Gravure anglaise de  T. Wallis d'après  W.M. Craig, 1815. Une gravure "horrifique" à souhait - mais la réalité pourrait avoir été encore plus horrifique (viol post-mortem, coeur arraché, mutilation sexuelle...).

https://www.reddit.com/r/morbidlybeautiful/comments/biixfi/the_impaled_severed_head_of_marie_antoinettes/

 

 

 

On sent que Michelet est heureux d’en appeler à ceux ont représenté l’humanité dans ces moments terribles :  le modeste sergent des gardes nationales qui empêcha les émeutiers de rentrer dans la prison des Carmes, puis dut céder aux ordres de ses supérieurs de les laisser entrer, « vénérable vieillard qui vit encore » (quand Michelet écrit).

Le jeune et futur savant Barthélémy-Saint-Hilaire qui réussit à faire évader plusieurs prêtres durant la nuit : « dans cette nuit de terreur, l’humanité fut plus forte dans ce cœur vraiment héroïque » et Michelet voit dans la carrière scientifique de Barthélémy-Saint-Hilaire la récompense par Dieu de son héroïsme : « À celui qui avait montré une si courageuse sympathie pour la vie humaine, Dieu accorda pour récompense de pénétrer le mystère de la vie ».

Enfin, il évoque cette pauvre vieille, qui après les massacres invoquait continuellement, comme s’il s’était agi de saints, Manuel et Pétion, deux hommes politiques qui avaient essayé d’arrêter les massacres : « dans sa solitude pleine d’effroi, elle tâchait de se rassurer, de se reprendre à l’espoir, en nommant deux amis de l’humanité », qui allaient bientôt mourir, l’un sur la guillotine, l’autre de faim et dévoré par les loups avec les Girondins en fuite.

Michelet repousse avec mépris ceux qui disent que le massacre a redonné de l’énergie aux Français, « que le massacre avait été le point de départ de la victoire, qu’après un tel crime, ayant creusé derrière soi un tel abîme, le peuple avait senti qu’il fallait vaincre ou mourir ».  « Triste aveu, véritablement, s’il fallait y croire, et fait pour humilier ! » Mais le crime ne peut rien produire : « le meurtrier (…) s’inspire le dégoût que l’on a pour un cadavre, éprouve une horrible nausée, voudrait se vomir lui-même ».

Ainsi donc, loin de ménager « le peuple exécuteur », Michelet distingue le peuple du petit nombre des massacreurs ; si ceux-ci ont prétendu un moment exercer une sorte de justice (avant que le massacre devienne une jouissance), c’était une « fausse et barbare justice », une « justice à l’envers ». Quand il parle de « la terrible justice du peuple », la formule ne traduit pas son opinion, elle reprend les expressions embarrassées des journalistes tremblant de peur.
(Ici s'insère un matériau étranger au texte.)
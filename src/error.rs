use std::path::PathBuf;
use thiserror::Error;

#[derive(Error, Debug)]
pub enum CaptureError {
    #[error("Unable to open camera {0}")]
    CameraUnavailable(i32),
    #[error("Unable to open recording output {0:?}")]
    RecordingUnavailable(PathBuf),
    #[error("Failed to load cascade {path:?}: {reason}")]
    ModelLoad { path: PathBuf, reason: String },
    #[error("No haar cascade directory found, pass --cascade-dir")]
    NoCascadeDirectory,
    #[error("Capture is not running")]
    NotRunning,
    #[error("Capture worker exited unexpectedly")]
    WorkerGone,
}
//! The capture thread.
//!
//! One thread owns the camera, the classifier and the recording sink. The UI
//! drives it through [`Command`]s, receives frames through a single slot
//! `watch` channel and hears about lifecycle changes through [`WorkerEvent`]s.

use crate::backend::{read_or_skip, CaptureBackend, Detector, RecordingSink};
use crate::config::{DetectionParams, RecordingSettings};
use crate::detector::{convert_to_grayscale, draw_regions};
use crate::display::{to_display_frame, DisplayFrame};
use crate::error::CaptureError;
use crate::models::ModelRef;
use std::fmt;
use std::ops::ControlFlow;
use std::path::PathBuf;
use std::sync::Arc;
use std::thread::{self, JoinHandle};
use std::time::Duration;
use tokio::sync::mpsc::error::TryRecvError;
use tokio::sync::{mpsc, oneshot, watch};
use tracing::{debug, info, trace, warn};

const READ_RETRY_DELAY: Duration = Duration::from_millis(10);

pub type Notify = Arc<dyn Fn() + Send + Sync>;

#[derive(Debug, Clone, PartialEq)]
pub enum Command {
    Configure(ModelRef),
    StartRecording(RecordingSettings),
    StopRecording,
    Stop,
}

#[derive(Debug, Clone, PartialEq)]
pub enum WorkerEvent {
    ModelLoaded(String),
    ModelFailed { model: String, reason: String },
    RecordingStarted(PathBuf),
    RecordingStopped { path: PathBuf, frames: u64 },
    RecordingFailed { path: PathBuf, reason: String },
    Stopped,
}

impl fmt::Display for WorkerEvent {
    fn fmt(&self, f: &mut fmt::Formatter<'_>) -> fmt::Result {
        match self {
            WorkerEvent::ModelLoaded(model) => write!(f, "Loaded {model}"),
            WorkerEvent::ModelFailed { model, reason } => {
                write!(f, "Failed to load {model}: {reason}")
            }
            WorkerEvent::RecordingStarted(path) => write!(f, "Recording to {}", path.display()),
            WorkerEvent::RecordingStopped { path, frames } => {
                write!(f, "Saved {frames} frames to {}", path.display())
            }
            WorkerEvent::RecordingFailed { path, reason } => {
                write!(f, "Recording to {} failed: {reason}", path.display())
            }
            WorkerEvent::Stopped => write!(f, "Stopped"),
        }
    }
}

#[derive(Debug, Clone, PartialEq)]
pub struct WorkerConfig {
    pub camera_index: i32,
    pub model: Option<ModelRef>,
    pub detection: DetectionParams,
    pub display_bounds: (i32, i32),
}

struct LoadedModel<D> {
    model: ModelRef,
    // None when loading failed, retried on the next configure
    detector: Option<D>,
}

struct ActiveRecording<S> {
    sink: S,
    path: PathBuf,
}

pub(crate) struct CaptureLoop<B: CaptureBackend> {
    backend: B,
    source: B::Source,
    detection: DetectionParams,
    display_bounds: (i32, i32),
    model: Option<ModelRef>,
    loaded: Option<LoadedModel<B::Detector>>,
    recording: Option<ActiveRecording<B::Sink>>,
    commands: mpsc::UnboundedReceiver<Command>,
    frames: watch::Sender<Option<Arc<DisplayFrame>>>,
    events: mpsc::UnboundedSender<WorkerEvent>,
    notify: Notify,
}

impl<B: CaptureBackend> CaptureLoop<B> {
    pub(crate) fn new(
        backend: B,
        source: B::Source,
        config: WorkerConfig,
        commands: mpsc::UnboundedReceiver<Command>,
        frames: watch::Sender<Option<Arc<DisplayFrame>>>,
        events: mpsc::UnboundedSender<WorkerEvent>,
        notify: Notify,
    ) -> Self {
        Self {
            backend,
            source,
            detection: config.detection,
            display_bounds: config.display_bounds,
            model: config.model,
            loaded: None,
            recording: None,
            commands,
            frames,
            events,
            notify,
        }
    }

    pub(crate) fn run(mut self) {
        info!("Capture loop started");
        while self.apply_commands().is_continue() {
            if let Err(err) = self.cycle() {
                warn!(%err, "Capture cycle failed");
            }
        }
        self.shutdown();
    }

    /// Drains pending commands. Breaks once the loop should exit.
    pub(crate) fn apply_commands(&mut self) -> ControlFlow<()> {
        loop {
            match self.commands.try_recv() {
                Ok(command) => {
                    if self.apply(command).is_break() {
                        return ControlFlow::Break(());
                    }
                }
                Err(TryRecvError::Empty) => return ControlFlow::Continue(()),
                Err(TryRecvError::Disconnected) => {
                    debug!("Command channel closed");
                    return ControlFlow::Break(());
                }
            }
        }
    }

    fn apply(&mut self, command: Command) -> ControlFlow<()> {
        match command {
            Command::Configure(model) => {
                debug!(model = %model.name, "Model configured");
                self.model = Some(model);
                self.loaded = None;
            }
            Command::StartRecording(settings) => self.start_recording(&settings),
            Command::StopRecording => self.stop_recording(),
            Command::Stop => return ControlFlow::Break(()),
        }
        ControlFlow::Continue(())
    }

    /// Runs one read-detect-annotate-record-publish pass.
    /// Returns whether a frame was published.
    pub(crate) fn cycle(&mut self) -> anyhow::Result<bool> {
        let Some(mut frame) = read_or_skip(&mut self.source) else {
            thread::sleep(READ_RETRY_DELAY);
            return Ok(false);
        };

        if let Some(detector) = self.detector() {
            let gray = convert_to_grayscale(&frame)?;
            let regions = detector.detect(&gray)?;
            let drawn = draw_regions(&mut frame, &regions)?;
            trace!(detected = regions.len(), drawn, "Detection pass");
        }

        self.record(&frame);

        let display = to_display_frame(&frame, self.display_bounds)?;
        self.frames.send_replace(Some(Arc::new(display)));
        (self.notify)();
        Ok(true)
    }

    fn detector(&mut self) -> Option<&mut B::Detector> {
        let model = self.model.as_ref()?;
        let stale = self
            .loaded
            .as_ref()
            .map_or(true, |loaded| loaded.model != *model);
        if stale {
            let detector = match self.backend.load_detector(model, self.detection) {
                Ok(detector) => {
                    info!(model = %model.name, "Cascade loaded");
                    self.emit(WorkerEvent::ModelLoaded(model.name.clone()));
                    Some(detector)
                }
                Err(err) => {
                    warn!(model = %model.name, %err, "Failed to load cascade");
                    self.emit(WorkerEvent::ModelFailed {
                        model: model.name.clone(),
                        reason: err.to_string(),
                    });
                    None
                }
            };
            self.loaded = Some(LoadedModel {
                model: model.clone(),
                detector,
            });
        }
        self.loaded.as_mut()?.detector.as_mut()
    }

    fn start_recording(&mut self, settings: &RecordingSettings) {
        // never append a new session into an old handle
        self.stop_recording();
        match self.backend.open_sink(settings) {
            Ok(sink) => {
                self.recording = Some(ActiveRecording {
                    sink,
                    path: settings.path.clone(),
                });
                self.emit(WorkerEvent::RecordingStarted(settings.path.clone()));
            }
            Err(err) => {
                warn!(path = %settings.path.display(), %err, "Failed to start recording");
                self.emit(WorkerEvent::RecordingFailed {
                    path: settings.path.clone(),
                    reason: err.to_string(),
                });
            }
        }
    }

    fn record(&mut self, frame: &opencv::core::Mat) {
        let Some(recording) = self.recording.as_mut() else {
            return;
        };
        let Err(err) = recording.sink.append(frame) else {
            return;
        };
        warn!(%err, "Recording write failed, closing session");
        if let Some(ActiveRecording { sink, path }) = self.recording.take() {
            if let Err(err) = sink.close() {
                debug!(%err, "Failed to close broken recording");
            }
            self.emit(WorkerEvent::RecordingFailed {
                path,
                reason: err.to_string(),
            });
        }
    }

    fn stop_recording(&mut self) {
        let Some(recording) = self.recording.take() else {
            return;
        };
        let ActiveRecording { sink, path } = recording;
        let frames = sink.frames();
        match sink.close() {
            Ok(()) => {
                info!(path = %path.display(), frames, "Recording stopped");
                self.emit(WorkerEvent::RecordingStopped { path, frames });
            }
            Err(err) => {
                warn!(path = %path.display(), %err, "Failed to finalize recording");
                self.emit(WorkerEvent::RecordingFailed {
                    path,
                    reason: err.to_string(),
                });
            }
        }
    }

    fn shutdown(mut self) {
        self.stop_recording();
        self.emit(WorkerEvent::Stopped);
        info!("Capture loop stopped");
        // dropping self releases the camera
    }

    fn emit(&self, event: WorkerEvent) {
        if self.events.send(event).is_err() {
            trace!("Event receiver dropped");
        }
    }
}

/// Handle to a running capture thread.
pub struct CaptureWorker {
    commands: mpsc::UnboundedSender<Command>,
    frames: watch::Receiver<Option<Arc<DisplayFrame>>>,
    events: mpsc::UnboundedReceiver<WorkerEvent>,
    handle: Option<JoinHandle<()>>,
}

impl CaptureWorker {
    /// Opens the camera on a new thread and starts the loop.
    ///
    /// Waits for the camera to open before returning, which can take around
    /// a second on V4L devices. Fails without leaving a thread behind when the
    /// camera cannot be opened.
    pub fn start<B: CaptureBackend>(
        mut backend: B,
        config: WorkerConfig,
        notify: Notify,
    ) -> anyhow::Result<Self> {
        let (command_tx, command_rx) = mpsc::unbounded_channel();
        let (event_tx, event_rx) = mpsc::unbounded_channel();
        let (frame_tx, frame_rx) = watch::channel(None);
        let (ready_tx, ready_rx) = oneshot::channel::<anyhow::Result<()>>();

        let handle = thread::Builder::new()
            .name("capture".to_owned())
            .spawn(move || {
                let source = match backend.open_source(config.camera_index) {
                    Ok(source) => source,
                    Err(err) => {
                        _ = ready_tx.send(Err(err));
                        return;
                    }
                };
                _ = ready_tx.send(Ok(()));
                CaptureLoop::new(
                    backend, source, config, command_rx, frame_tx, event_tx, notify,
                )
                .run();
            })?;

        let ready = ready_rx.blocking_recv();
        match ready {
            Ok(Ok(())) => Ok(Self {
                commands: command_tx,
                frames: frame_rx,
                events: event_rx,
                handle: Some(handle),
            }),
            Ok(Err(err)) => {
                _ = handle.join();
                Err(err)
            }
            Err(_) => {
                _ = handle.join();
                Err(CaptureError::WorkerGone.into())
            }
        }
    }

    pub fn configure(&self, model: ModelRef) {
        self.send(Command::Configure(model));
    }

    pub fn start_recording(&self, settings: RecordingSettings) {
        self.send(Command::StartRecording(settings));
    }

    pub fn stop_recording(&self) {
        self.send(Command::StopRecording);
    }

    /// Stops the loop after its current cycle and waits for the thread.
    /// Any open recording is closed and the camera released.
    pub fn request_stop(&mut self) {
        let Some(handle) = self.handle.take() else {
            return;
        };
        self.send(Command::Stop);
        if handle.join().is_err() {
            warn!("Capture thread panicked");
        }
    }

    pub fn is_running(&self) -> bool {
        self.handle
            .as_ref()
            .is_some_and(|handle| !handle.is_finished())
    }

    /// Newest frame not yet taken, if any. Nothing is returned once stopped.
    pub fn latest_frame(&mut self) -> Option<Arc<DisplayFrame>> {
        match self.frames.has_changed() {
            Ok(true) => self.frames.borrow_and_update().clone(),
            _ => None,
        }
    }

    pub fn try_event(&mut self) -> Option<WorkerEvent> {
        self.events.try_recv().ok()
    }

    fn send(&self, command: Command) {
        if self.commands.send(command).is_err() {
            debug!("Capture thread is gone, command dropped");
        }
    }
}

impl Drop for CaptureWorker {
    fn drop(&mut self) {
        self.request_stop();
    }
}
Quant aux spectateurs, on voit son mépris pour ceux qui se délectent de « ce beau spectacle » (peut-être, de nos jours, faut-il souligner que c’est de l’ironie !), avant pour certains de se joindre aux massacreurs.

Loin d’être « littéraire » (?) et d’édulcorer les massacres, Michelet en montre le caractère sordide, l’ambiance cauchemardesque de « sabbat », d’« orgie sanglante ».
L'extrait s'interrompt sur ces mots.